‘To vote Yes is to play our part in the global struggle of working people. Just as in the UCS, our victory will be their victory’

JIMMY REID: at the UCS ’71-’72 work-in
When the Tory government tried to close the yards we refused to accept their class driven dogmatic decision which had nothing to do with our commercial situation as the infamous ‘Ridley document’ written two years earlier showed. This outlined how the yards would be “butchered up” and the assets distributed amongst the Tories friends. So we didn’t strike, we didn’t sit in, we held a work-in. We took control of the yards of John Browns (Clydebank), Alexander Stevens (Linthouse), Barclay Curles (Scotstoun) and Fairfields (Govan).
We continued to work on the ships we had on order. As workers were made redundant they continued to report for work and were paid from a fighting fund. That fighting fund drew support from workers all over the world, Ukrainian miners, Norwegian shipbuilding workers, poorly paid women working in the garment industry, Liverpool dockers, even John and Yoko Lennon.
It needs to be remembered that this attack took place at a time when there was closure after closure up and down the country. We defeated that government because we represented the hopes of British working people and when they joined with us we were unbeatable. There was also an international dimension to this struggle. The suffering we were enduring in Britain was shared by workers all over the world. Our victory was their victory. But that was a battle, we hadn’t won the war. Fast forward through the Thatcher years. British ruling circles rejected manufacturing as a way of earning a dishonest buck. Financial spivery offered much greater returns. Even the election of Labour governments offered no respite. It soon became clear why Mrs Thatcher boasted that her proudest achievement was the creation of New Labour.
The programme she had begun of chaining the unions, destroying the base of British industry, attacking the advances made by working people over centuries of struggle all continued in an unbroken line regardless of which party was elected to government. No more Tweedle Dum Tweedle Dee only a continuous programme of theft by government of the assets owned by the people of Britain and gifted to friends of the Tories.
It is against this background that the independence debate needs to be set. In particular the claim that only a No vote can save shipbuilding on the Clyde is absolutely preposterous. To place the future of shipbuilding into the hands of those who see Britain’s future in financial services would be criminal lunacy. Scottish shipbuilding needs a broader base than that of building warships. No industry can survive that has one product and one customer. Shipbuilding needs to be surrounded by the opportunities provided by a burgeoning renewable energy industry an expanding oil industry, a navy that we currently pay for but don’t have to protect our fishing and oil industries. That is without even talking about our own government building and servicing our large fleet of ageing ferries.

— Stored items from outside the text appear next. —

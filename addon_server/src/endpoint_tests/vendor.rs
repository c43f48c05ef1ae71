use actix_web::{http::StatusCode, test, test::TestRequest, web, web::ServiceConfig, App};
use addon_engine::{
    db_types::{Activity, NewActivity, OAuthTokenRecord},
    traits::TokenStore,
    AccountApi,
    OAuthTokenBroker,
    SqliteDatabase,
};
use chrono::{Duration, Utc};

use super::helpers::{new_db, salt, seed_account, token_grant, MockExchange};
use crate::{
    auth::SessionTokenIssuer,
    data_objects::{AuthorizeRequest, AuthorizeResponse},
    routes::{activities, authorize},
};

fn configure_vendor(db: SqliteDatabase, exchange: MockExchange) -> impl FnOnce(&mut ServiceConfig) {
    move |cfg| {
        cfg.app_data(web::Data::new(AccountApi::new(db.clone())))
            .app_data(web::Data::new(OAuthTokenBroker::new(db, exchange)))
            .app_data(web::Data::new(SessionTokenIssuer::new(&salt())))
            .route("/authorize", web::post().to(authorize::<SqliteDatabase, MockExchange>))
            .route("/activities", web::get().to(activities::<SqliteDatabase>));
    }
}

async fn store_valid_token(db: &SqliteDatabase, resource_id: &str) {
    let record = OAuthTokenRecord::from_grant(resource_id, token_grant("A1", "R1"), Utc::now());
    db.upsert_token(&record).await.unwrap();
}

#[actix_web::test]
async fn a_valid_session_token_unlocks_the_dashboard_data() {
    let _ = env_logger::try_init().ok();
    let db = new_db().await;
    seed_account(&db, "r-100").await;
    store_valid_token(&db, "r-100").await;
    let app = test::init_service(App::new().configure(configure_vendor(db, MockExchange::new()))).await;

    let secret = SessionTokenIssuer::new(&salt()).issue("r-100").unwrap();
    let req = TestRequest::post().uri("/authorize").set_json(AuthorizeRequest { secret }).to_request();
    let res = test::call_service(&app, req).await;
    assert_eq!(res.status(), StatusCode::OK);
    let body: AuthorizeResponse = test::read_body_json(res).await;
    assert_eq!(body.resource_uuid, "r-100");
    assert_eq!(body.access_token, "A1");
    assert_eq!(body.app_slug, "orca-crm");
    assert_eq!(body.plan_slug, "starter");
}

#[actix_web::test]
async fn an_expired_access_token_is_renewed_before_answering() {
    let _ = env_logger::try_init().ok();
    let db = new_db().await;
    seed_account(&db, "r-100").await;
    // The stored access token expired an hour ago.
    let record = OAuthTokenRecord::from_grant("r-100", token_grant("A1", "R1"), Utc::now() - Duration::hours(9));
    db.upsert_token(&record).await.unwrap();
    let mut exchange = MockExchange::new();
    exchange
        .expect_refresh_token()
        .withf(|refresh| refresh == "R1")
        .times(1)
        .returning(|_| Ok(token_grant("A2", "R2")));
    let app = test::init_service(App::new().configure(configure_vendor(db.clone(), exchange))).await;

    let secret = SessionTokenIssuer::new(&salt()).issue("r-100").unwrap();
    let req = TestRequest::post().uri("/authorize").set_json(AuthorizeRequest { secret }).to_request();
    let res = test::call_service(&app, req).await;
    assert_eq!(res.status(), StatusCode::OK);
    let body: AuthorizeResponse = test::read_body_json(res).await;
    assert_eq!(body.access_token, "A2");
    // The rotated pair was persisted.
    let stored = db.fetch_token("r-100").await.unwrap().unwrap();
    assert_eq!(stored.refresh_token, "R2");
}

#[actix_web::test]
async fn a_forged_session_token_is_rejected_without_detail() {
    let _ = env_logger::try_init().ok();
    let db = new_db().await;
    seed_account(&db, "r-100").await;
    let app = test::init_service(App::new().configure(configure_vendor(db, MockExchange::new()))).await;

    let other_salt = aog_common::Secret::new("a-different-salt".to_string());
    let secret = SessionTokenIssuer::new(&other_salt).issue("r-100").unwrap();
    let req = TestRequest::post().uri("/authorize").set_json(AuthorizeRequest { secret }).to_request();
    let res = test::call_service(&app, req).await;
    assert_eq!(res.status(), StatusCode::UNAUTHORIZED);
    let body = test::read_body(res).await;
    assert!(body.is_empty(), "an auth rejection must not explain itself: {body:?}");
}

#[actix_web::test]
async fn a_session_token_for_a_missing_account_is_not_found() {
    let _ = env_logger::try_init().ok();
    let db = new_db().await;
    let app = test::init_service(App::new().configure(configure_vendor(db, MockExchange::new()))).await;
    let secret = SessionTokenIssuer::new(&salt()).issue("r-100").unwrap();
    let req = TestRequest::post().uri("/authorize").set_json(AuthorizeRequest { secret }).to_request();
    let res = test::call_service(&app, req).await;
    assert_eq!(res.status(), StatusCode::NOT_FOUND);
}

#[actix_web::test]
async fn activities_can_be_filtered_by_resource() {
    let _ = env_logger::try_init().ok();
    let db = new_db().await;
    seed_account(&db, "r-100").await;
    seed_account(&db, "r-200").await;
    let api = AccountApi::new(db.clone());
    api.record_activity(&NewActivity::new("r-100", "resources.suspended", "{}")).await.unwrap();
    api.record_activity(&NewActivity::new("r-200", "resources.updated", "{}")).await.unwrap();
    let app = test::init_service(App::new().configure(configure_vendor(db, MockExchange::new()))).await;

    let req = TestRequest::get().uri("/activities?resource_uuid=r-100").to_request();
    let res = test::call_service(&app, req).await;
    assert_eq!(res.status(), StatusCode::OK);
    let body: Vec<Activity> = test::read_body_json(res).await;
    assert_eq!(body.len(), 1);
    assert_eq!(body[0].resource_id, "r-100");

    let req = TestRequest::get().uri("/activities").to_request();
    let res = test::call_service(&app, req).await;
    let body: Vec<Activity> = test::read_body_json(res).await;
    assert_eq!(body.len(), 2);
}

Only a Yes vote can place shipbuilding in the hands of the people who care most about it, the people of Scotland. People all over the globe are resisting the drive by big business to roll back the gains of working people. They know that austerity is driven by big business. To vote Yes is to oppose austerity. To vote Yes is to play our part in the global struggle of working people. Just as in the UCS our victory will be their victory.